Optimisation of a Capsule Transporting Pipeline Carrying Spherical Capsules

Pipelines carrying fluids and slurries are very common. The third-generation pipelines carrying spherical or cylindrical capsules (hollow containers) filled with minerals or other materials including hazardous liquids are rather a new concept. These pipelines need to be designed optimally for commercial viability. Researchers, so far, have used rather simplified empirical and semi-empirical methods for optimisation purposes, the range and application of which is fairly limited. This study uses a rigorous approach to predict pumping cost based on Computational Fluid Dynamics (CFD) analysis and hence optimise capsule pipelines.
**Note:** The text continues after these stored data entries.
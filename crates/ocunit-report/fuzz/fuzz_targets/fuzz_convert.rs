// Copyright (c) 2026 - present Nicholas D. Crosbie
// SPDX-License-Identifier: MIT

//! Fuzz target for log conversion
//!
//! Arbitrary bytes are converted end to end. Conversion should never panic,
//! every byte should be echoed, and every report should render.

#![no_main]

use libfuzzer_sys::fuzz_target;

use ocunit_report::prelude::*;

fuzz_target!(|data: &[u8]| {
    let mut accumulator = Accumulator::new("fuzz");
    let mut reports: Vec<SuiteReport> = Vec::new();
    let mut echo = Vec::new();

    if convert(data, &mut echo, &mut accumulator, &mut reports).is_ok() {
        assert_eq!(echo, data);
    }
    for report in &reports {
        let _ = report.to_xml();
    }
});
// Copyright (c) 2026 - present Nicholas D. Crosbie
// SPDX-License-Identifier: MIT

//! ocunit-report: OCUnit/XCTest log conversion to JUnit XML
//!
//! This library crate turns the textual output of an Objective-C unit-test
//! run into one JUnit XML report per test suite, in a single forward pass
//! over the log.
//!
//! # Example
//!
//! ```
//! use ocunit_report::prelude::*;
//!
//! let log = "\
//! Test Suite 'MathTests' started at 2012-03-21 10:25:54 +0000
//! Test Case '-[MathTests testAdd]' started.
//! Test Case '-[MathTests testAdd]' passed (0.001 seconds).
//! Test Suite 'MathTests' finished at 2012-03-21 10:25:55 +0000.
//! ";
//!
//! let mut accumulator = Accumulator::new("ci-mac");
//! let mut reports: Vec<SuiteReport> = Vec::new();
//! let summary = convert(log.as_bytes(), std::io::sink(), &mut accumulator, &mut reports)?;
//!
//! assert_eq!(summary.reports, 1);
//! assert_eq!(reports[0].file_name(), "TEST-MathTests.xml");
//! # Ok::<(), ReportError>(())
//! ```

#![warn(missing_docs)]

pub mod accumulator;
pub mod error;
pub mod event;
pub mod junit;
pub mod stream;
pub mod suite;
pub mod timestamp;

#[cfg(test)]
mod test_support;

pub use accumulator::Accumulator;
pub use error::ReportError;
pub use event::{Event, classify};
pub use junit::{SuiteReport, TestCaseReport};
pub use stream::{ReportSink, RunSummary, convert};
pub use suite::{SuiteState, TestError};
pub use timestamp::Timestamp;

/// Re-export commonly used types
pub mod prelude {
    pub use crate::accumulator::Accumulator;
    pub use crate::error::ReportError;
    pub use crate::junit::SuiteReport;
    pub use crate::stream::{ReportSink, RunSummary, convert};
}
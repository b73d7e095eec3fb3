// Copyright (c) 2026 - present Nicholas D. Crosbie
// SPDX-License-Identifier: MIT

//! Single-pass conversion of a test log
//!
//! [`convert`] reads the log line by line, echoes each line unchanged, and
//! feeds it through classification and the [`Accumulator`]. Finished suites
//! are handed to a [`ReportSink`] as soon as their finish line is read.

use std::io::{BufRead, Write};

use tracing::{debug, info};

use crate::accumulator::Accumulator;
use crate::error::ReportError;
use crate::event::classify;
use crate::junit::SuiteReport;

/// Destination for finished suite reports
pub trait ReportSink {
    /// Store one report
    ///
    /// # Errors
    ///
    /// Returns `ReportError::WriteReport` if the report cannot be stored.
    fn write_report(&mut self, report: &SuiteReport) -> Result<(), ReportError>;
}

/// Collects reports in memory
impl ReportSink for Vec<SuiteReport> {
    fn write_report(&mut self, report: &SuiteReport) -> Result<(), ReportError> {
        self.push(report.clone());
        Ok(())
    }
}

/// Totals for one conversion run
#[derive(Debug, Clone, Copy, PartialEq, Eq, Default)]
pub struct RunSummary {
    /// Lines read from the input
    pub lines: usize,
    /// Reports handed to the sink
    pub reports: usize,
    /// Exit code reported by the build
    pub exit_code: i32,
}

/// Convert a whole test log
///
/// Every input line, terminator included, is written to `echo` and flushed
/// before it is interpreted. Input that is not valid UTF-8 is echoed as-is
/// and decoded lossily for classification.
///
/// # Errors
///
/// Returns an error if reading the input, echoing a line, or storing a
/// report fails. Nothing is retried.
pub fn convert<R, W, S>(
    mut input: R,
    mut echo: W,
    accumulator: &mut Accumulator,
    sink: &mut S,
) -> Result<RunSummary, ReportError>
where
    R: BufRead,
    W: Write,
    S: ReportSink + ?Sized,
{
    let mut summary = RunSummary::default();
    let mut raw = Vec::new();

    loop {
        raw.clear();
        if input.read_until(b'\n', &mut raw).map_err(ReportError::Read)? == 0 {
            break;
        }
        summary.lines += 1;

        echo.write_all(&raw).map_err(ReportError::Echo)?;
        echo.flush().map_err(ReportError::Echo)?;

        let line = String::from_utf8_lossy(strip_terminator(&raw));
        if let Some(report) = accumulator.apply(classify(&line)) {
            sink.write_report(&report)?;
            info!(
                suite = %report.name,
                tests = report.tests,
                failures = report.failures,
                "wrote test suite report"
            );
            summary.reports += 1;
        }
    }

    summary.exit_code = accumulator.exit_code();
    debug!(
        lines = summary.lines,
        reports = summary.reports,
        exit_code = summary.exit_code,
        "finished reading test log"
    );
    Ok(summary)
}

fn strip_terminator(raw: &[u8]) -> &[u8] {
    let line = raw.strip_suffix(b"\n").unwrap_or(raw);
    line.strip_suffix(b"\r").unwrap_or(line)
}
A numerical solution has been obtained for pressure drop from the equations governing the turbulent flow around a concentric spherical capsule train consisting of 1–4 equal density capsules in a hydraulically smooth pipe section. The diameter of the pipe used in the analysis is 0.1m while the capsules’ diameters are in the range of 50 to 80% of the pipe diameter. The investigation was carried out in the practical range of 0.4 ≤bulk velocity≥ 1.6 m/sec. Obtained results of pressure gradient along the pipeline in presence of capsules were compared with the available experimental data to validate the model used. The results predicted by the model agree well with the experimental data. The computationally obtained data over a wide range of flow conditions has then been used to develop a rigorous model for pressure drop. The pressure drop along the pipe can be used to calculate the pumping requirements and hence design of the system. The least cost principle has been used for optimisation.